First up, we’ll looking at the topics of the data released. There are a couple of routes into discovering these, one is to read the titles, this is OK as an approach but the titles are quite wordy and sometimes it isn’t clear what they refer to. An alternative, in this case, is to look at the URLs to the documents.They look something like this:

http://www.ons.gov.uk/ons/rel/lms/labour-market-statistics/november-2013/table-unem03.xls

This can be quite revealing since even if the website is not explicit about its structure the URLs can reveal the structure the builder used. We process the URLs by splitting them at the backslashes. The first part http://www.ons.gov.uk/ons/rel is common to all the URLs. Subsequent parts we can use to define a hierarchy. In this case we will focus on the fourth part of the hierarchy – “labour-market-statistics” in this instance, this gives us a human readable description of a topic. There are approximately 400 topics as defined by this metric as opposed to 90 or so defined by the third level of the hierarchy. Using the fourth level of the hierarchy key areas of the website by numbers of documents are:

  • Labour market statistics
  • National population projections
  • Family spending
  • Subnational labour market statistics
  • Census
  • Annual survey of hours and earnings.

We can visualise this as a treemap, here I am simply showing the top 20 areas by number of documents:

ONS-treemap-(simple)-v2

These 20 topics cover approximately the two thirds of the total number of documents.

We can identify file types using the file extension in the URL, this approach needs to be used a little cautiously since sometimes the extension doesn’t match the file type. Most of the files are Excel spreadsheets although there are a few CSV and zip files, the zip files containing Excel spreadsheets. CSV appears to have been used for some of the older datasets. Most of the files are pretty small, less than 290kb but there are a few up to much larger sizes.

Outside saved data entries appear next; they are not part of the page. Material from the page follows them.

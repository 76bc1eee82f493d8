//! Criteria: one named, typed search condition per parameter occurrence.

use std::sync::Arc;

use serde::{Deserialize, Serialize};

use crate::search::SearchParameterDefinition;

use super::search_params::{SearchModifier, SearchParamType};
use super::values::{ReverseChain, SearchValue};

/// Canonical URL of the built-in `_has` parameter.
pub const HAS_PARAMETER_URL: &str = "http://hl7.org/fhir/SearchParameter/Resource-has";

/// A single search criterion.
///
/// Alternative values combine by OR; separate criteria combine by AND.
#[derive(Debug, Clone, PartialEq, Serialize, Deserialize)]
pub struct Criterion {
    /// Definition of the parameter being searched.
    pub parameter: Arc<SearchParameterDefinition>,

    /// Optional modifier.
    #[serde(default, skip_serializing_if = "Option::is_none")]
    pub modifier: Option<SearchModifier>,

    /// Alternative values (OR). Empty only with `:missing` or a chain link.
    #[serde(default)]
    pub values: Vec<SearchValue>,

    /// Forward chain link (e.g. `subject:Patient.name=Smith`).
    #[serde(default, skip_serializing_if = "Option::is_none")]
    pub chain: Option<ChainLink>,
}

/// Criteria evaluated against the type a reference parameter points at.
#[derive(Debug, Clone, PartialEq, Serialize, Deserialize)]
pub struct ChainLink {
    /// Type of the referenced record.
    pub target_type: String,
    /// Criteria the referenced record must satisfy (AND).
    pub criteria: Vec<Criterion>,
}

impl Criterion {
    /// Creates a criterion with no modifier and no values.
    pub fn new(parameter: Arc<SearchParameterDefinition>) -> Self {
        Self {
            parameter,
            modifier: None,
            values: Vec::new(),
            chain: None,
        }
    }

    /// Creates a `_has` criterion.
    pub fn has(reverse: ReverseChain) -> Self {
        Self::new(has_parameter()).with_value(SearchValue::Has(reverse))
    }

    /// Sets the modifier.
    pub fn with_modifier(mut self, modifier: SearchModifier) -> Self {
        self.modifier = Some(modifier);
        self
    }

    /// Adds an alternative value.
    pub fn with_value(mut self, value: SearchValue) -> Self {
        self.values.push(value);
        self
    }

    /// Adds several alternative values.
    pub fn with_values<I>(mut self, values: I) -> Self
    where
        I: IntoIterator<Item = SearchValue>,
    {
        self.values.extend(values);
        self
    }

    /// Chains this (reference) criterion to criteria on `target_type`.
    pub fn chained(mut self, target_type: impl Into<String>, criteria: Vec<Criterion>) -> Self {
        self.chain = Some(ChainLink {
            target_type: target_type.into(),
            criteria,
        });
        self
    }

    /// The parameter code.
    pub fn code(&self) -> &str {
        &self.parameter.code
    }

    /// The declared parameter type.
    pub fn param_type(&self) -> SearchParamType {
        self.parameter.param_type
    }

    /// Returns true if compiling this criterion needs the orchestrator
    /// (forward chain, `_has` or composite).
    pub fn is_chained(&self) -> bool {
        self.chain.is_some()
            || self.param_type() == SearchParamType::Composite
            || self.values.iter().any(|v| matches!(v, SearchValue::Has(_)))
    }

    /// Returns true if this is a `:missing` criterion.
    pub fn is_missing(&self) -> bool {
        matches!(self.modifier, Some(SearchModifier::Missing))
    }

    /// Number of forward hops in this criterion's chain, 0 when unchained.
    pub fn chain_depth(&self) -> usize {
        match &self.chain {
            Some(link) => {
                1 + link
                    .criteria
                    .iter()
                    .map(Criterion::chain_depth)
                    .max()
                    .unwrap_or(0)
            }
            None => 0,
        }
    }
}

/// Definition of the `_has` pseudo-parameter.
pub fn has_parameter() -> Arc<SearchParameterDefinition> {
    Arc::new(
        SearchParameterDefinition::new(HAS_PARAMETER_URL, "_has", SearchParamType::Special, "")
            .with_base(vec!["Resource"]),
    )
}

Finally we can look at the release dates for the datasets. There are datasets from as far back as 1988, in fact the data set released in 1988 actually refers to data from 1984. There are some data released regularly from about 2001 but from 2011 a wider range of data has been released on a regular basis. We can see the monthly pattern of data releases in this timeline for 2014 which is restricted to the top 20 topics identified above:

Timeline-(detail)-v2

This shows the big releases of labour market statistics, both national and regional, on the third Wednesday of each month. Other monthly releases include retail sales and producer prices data. And every week provisional figures on the registration of deaths in England and Wales are reported.

You can explore these data yourself using the Tableau workbook here.

The actual content of these spreadsheets is another story.

This survey approach to a website is handy for a range of applications, and the techniques used are quite general. We’ve used similar approaches to understand government and newspaper websites.